[Saved entries]
---+---
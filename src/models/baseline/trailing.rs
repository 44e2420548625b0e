//! Trailing-average fallback forecaster.
//!
//! Used when the regression model cannot be fitted. Each forecast is the mean
//! of the last `window` days plus a damped copy of the matching historical
//! day's deviation from that mean, so the weekly shape survives in muted form.

use crate::error::{ForecastError, Result};
use crate::utils::stats::round_to;
use serde::{Deserialize, Serialize};

/// Mean-plus-damped-deviation forecaster over a trailing window.
#[derive(Debug, Clone, Copy, PartialEq, Serialize, Deserialize)]
pub struct TrailingAverage {
    /// Number of most recent days averaged.
    pub window: usize,
    /// Share of each historical day's deviation carried into the forecast.
    /// Zero gives a flat forecast at the window mean.
    pub damping: f64,
}

impl Default for TrailingAverage {
    fn default() -> Self {
        Self {
            window: 14,
            damping: 0.3,
        }
    }
}

impl TrailingAverage {
    pub fn new(window: usize, damping: f64) -> Self {
        Self { window, damping }
    }

    /// Forecast `horizon` days from `history` (oldest first).
    ///
    /// Values are floored at zero and rounded to two decimals.
    pub fn forecast(&self, history: &[f64], horizon: usize) -> Result<Vec<f64>> {
        if self.window == 0 {
            return Err(ForecastError::InvalidParameter(
                "window must be at least 1".into(),
            ));
        }
        let recent = &history[history.len().saturating_sub(self.window)..];
        if recent.is_empty() {
            return Err(ForecastError::EmptyData);
        }

        let avg = recent.iter().sum::<f64>() / recent.len() as f64;
        Ok((0..horizon)
            .map(|i| {
                let deviation = recent[i % recent.len()] - avg;
                round_to(avg + self.damping * deviation, 2).max(0.0)
            })
            .collect())
    }

    pub fn name(&self) -> &'static str {
        "TrailingAverage"
    }
}
//! Lag and moving-average features over clipped daily quantities.
//!
//! The same [`FeatureSpec`] drives both the training table and the rows the
//! recursive forecaster synthesises, so column order is defined in one place.
//!
//! # Example
//!
//! ```
//! use chrono::NaiveDate;
//! use vantedjo_forecast::core::SalesSeries;
//! use vantedjo_forecast::features::{build_features, FeatureSpec};
//!
//! let start = NaiveDate::from_ymd_opt(2025, 1, 1).unwrap();
//! let quantities: Vec<f64> = (0..20).map(|i| 10.0 + (i % 7) as f64).collect();
//! let series = SalesSeries::from_quantities(start, &quantities).unwrap();
//!
//! let table = build_features(&series, 0.95, &FeatureSpec::default()).unwrap();
//! assert_eq!(table.len(), 20 - 7);
//! assert_eq!(table.exog_names()[6], "lag1");
//! ```

mod builder;

pub use builder::{build_features, FeatureRow, FeatureTable};

use crate::core::{CalendarRow, CALENDAR_REGRESSORS};
use crate::error::{ForecastError, Result};
use serde::{Deserialize, Serialize};

/// Which lag offsets and trailing-mean windows to derive.
#[derive(Debug, Clone, PartialEq, Eq, Serialize, Deserialize)]
pub struct FeatureSpec {
    pub lags: Vec<usize>,
    pub ma_windows: Vec<usize>,
}

impl Default for FeatureSpec {
    fn default() -> Self {
        Self {
            lags: vec![1, 3, 7],
            ma_windows: vec![3, 7],
        }
    }
}

impl FeatureSpec {
    /// Offsets and windows must be positive and unique.
    pub fn validate(&self) -> Result<()> {
        for (kind, values) in [("lag", &self.lags), ("moving-average window", &self.ma_windows)] {
            if values.contains(&0) {
                return Err(ForecastError::InvalidParameter(format!(
                    "{kind} must be at least 1"
                )));
            }
            let mut sorted = values.clone();
            sorted.sort_unstable();
            sorted.dedup();
            if sorted.len() != values.len() {
                return Err(ForecastError::InvalidParameter(format!(
                    "duplicate {kind} in {values:?}"
                )));
            }
        }
        Ok(())
    }

    /// Largest lag offset; rows before it have undefined lags.
    pub fn max_lag(&self) -> usize {
        self.lags.iter().copied().max().unwrap_or(0)
    }

    /// History rows needed to compute every lag and full moving-average window.
    pub fn required_history(&self) -> usize {
        self.lags
            .iter()
            .chain(&self.ma_windows)
            .copied()
            .max()
            .unwrap_or(0)
    }

    /// Exogenous column names: calendar indicators, then `lag{k}`, then `ma{k}`.
    pub fn exog_names(&self) -> Vec<String> {
        CALENDAR_REGRESSORS
            .iter()
            .map(|s| s.to_string())
            .chain(self.lags.iter().map(|k| format!("lag{k}")))
            .chain(self.ma_windows.iter().map(|k| format!("ma{k}")))
            .collect()
    }

    /// Assemble one exogenous row in [`FeatureSpec::exog_names`] order.
    pub fn exog_row(&self, calendar: &CalendarRow, lags: &[f64], mas: &[f64]) -> Vec<f64> {
        calendar
            .regressors()
            .iter()
            .chain(lags)
            .chain(mas)
            .copied()
            .collect()
    }
}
---+---
__ACTION ITEM__.
Please reproduce all of the records exactly as they stand.

__ANSWER__.
filename src/models/baseline/trailing.rs
repository 44e2420548625b0e
//! Trailing-average fallback forecaster.
//!
//! Used when the regression model cannot be fitted. Each forecast is the mean
//! of the last `window` days plus a damped copy of the matching historical
//! day's deviation from that mean, so the weekly shape survives in muted form.

use crate::error::{ForecastError, Result};
use crate::utils::stats::round_to;
use serde::{Deserialize, Serialize};

/// Mean-plus-damped-deviation forecaster over a trailing window.
#[derive(Debug, Clone, Copy, PartialEq, Serialize, Deserialize)]
pub struct TrailingAverage {
    /// Number of most recent days averaged.
    pub window: usize,
    /// Share of each historical day's deviation carried into the forecast.
    /// Zero gives a flat forecast at the window mean.
    pub damping: f64,
}

impl Default for TrailingAverage {
    fn default() -> Self {
        Self {
            window: 14,
            damping: 0.3,
        }
    }
}

impl TrailingAverage {
    pub fn new(window: usize, damping: f64) -> Self {
        Self { window, damping }
    }

    /// Forecast `horizon` days from `history` (oldest first).
    ///
    /// Values are floored at zero and rounded to two decimals.
    pub fn forecast(&self, history: &[f64], horizon: usize) -> Result<Vec<f64>> {
        if self.window == 0 {
            return Err(ForecastError::InvalidParameter(
                "window must be at least 1".into(),
            ));
        }
        let recent = &history[history.len().saturating_sub(self.window)..];
        if recent.is_empty() {
            return Err(ForecastError::EmptyData);
        }

        let avg = recent.iter().sum::<f64>() / recent.len() as f64;
        Ok((0..horizon)
            .map(|i| {
                let deviation = recent[i % recent.len()] - avg;
                round_to(avg + self.damping * deviation, 2).max(0.0)
            })
            .collect())
    }

    pub fn name(&self) -> &'static str {
        "TrailingAverage"
    }
}
//! Lag and moving-average features over clipped daily quantities.
//!
//! The same [`FeatureSpec`] drives both the training table and the rows the
//! recursive forecaster synthesises, so column order is defined in one place.
//!
//! # Example
//!
//! ```
//! use chrono::NaiveDate;
//! use vantedjo_forecast::core::SalesSeries;
//! use vantedjo_forecast::features::{build_features, FeatureSpec};
//!
//! let start = NaiveDate::from_ymd_opt(2025, 1, 1).unwrap();
//! let quantities: Vec<f64> = (0..20).map(|i| 10.0 + (i % 7) as f64).collect();
//! let series = SalesSeries::from_quantities(start, &quantities).unwrap();
//!
//! let table = build_features(&series, 0.95, &FeatureSpec::default()).unwrap();
//! assert_eq!(table.len(), 20 - 7);
//! assert_eq!(table.exog_names()[6], "lag1");
//! ```

mod builder;

pub use builder::{build_features, FeatureRow, FeatureTable};

use crate::core::{CalendarRow, CALENDAR_REGRESSORS};
use crate::error::{ForecastError, Result};
use serde::{Deserialize, Serialize};

/// Which lag offsets and trailing-mean windows to derive.
#[derive(Debug, Clone, PartialEq, Eq, Serialize, Deserialize)]
pub struct FeatureSpec {
    pub lags: Vec<usize>,
    pub ma_windows: Vec<usize>,
}

impl Default for FeatureSpec {
    fn default() -> Self {
        Self {
            lags: vec![1, 3, 7],
            ma_windows: vec![3, 7],
        }
    }
}

impl FeatureSpec {
    /// Offsets and windows must be positive and unique.
    pub fn validate(&self) -> Result<()> {
        for (kind, values) in [("lag", &self.lags), ("moving-average window", &self.ma_windows)] {
            if values.contains(&0) {
                return Err(ForecastError::InvalidParameter(format!(
                    "{kind} must be at least 1"
                )));
            }
            let mut sorted = values.clone();
            sorted.sort_unstable();
            sorted.dedup();
            if sorted.len() != values.len() {
                return Err(ForecastError::InvalidParameter(format!(
                    "duplicate {kind} in {values:?}"
                )));
            }
        }
        Ok(())
    }

    /// Largest lag offset; rows before it have undefined lags.
    pub fn max_lag(&self) -> usize {
        self.lags.iter().copied().max().unwrap_or(0)
    }

    /// History rows needed to compute every lag and full moving-average window.
    pub fn required_history(&self) -> usize {
        self.lags
            .iter()
            .chain(&self.ma_windows)
            .copied()
            .max()
            .unwrap_or(0)
    }

    /// Exogenous column names: calendar indicators, then `lag{k}`, then `ma{k}`.
    pub fn exog_names(&self) -> Vec<String> {
        CALENDAR_REGRESSORS
            .iter()
            .map(|s| s.to_string())
            .chain(self.lags.iter().map(|k| format!("lag{k}")))
            .chain(self.ma_windows.iter().map(|k| format!("ma{k}")))
            .collect()
    }

    /// Assemble one exogenous row in [`FeatureSpec::exog_names`] order.
    pub fn exog_row(&self, calendar: &CalendarRow, lags: &[f64], mas: &[f64]) -> Vec<f64> {
        calendar
            .regressors()
            .iter()
            .chain(lags)
            .chain(mas)
            .copied()
            .collect()
    }
}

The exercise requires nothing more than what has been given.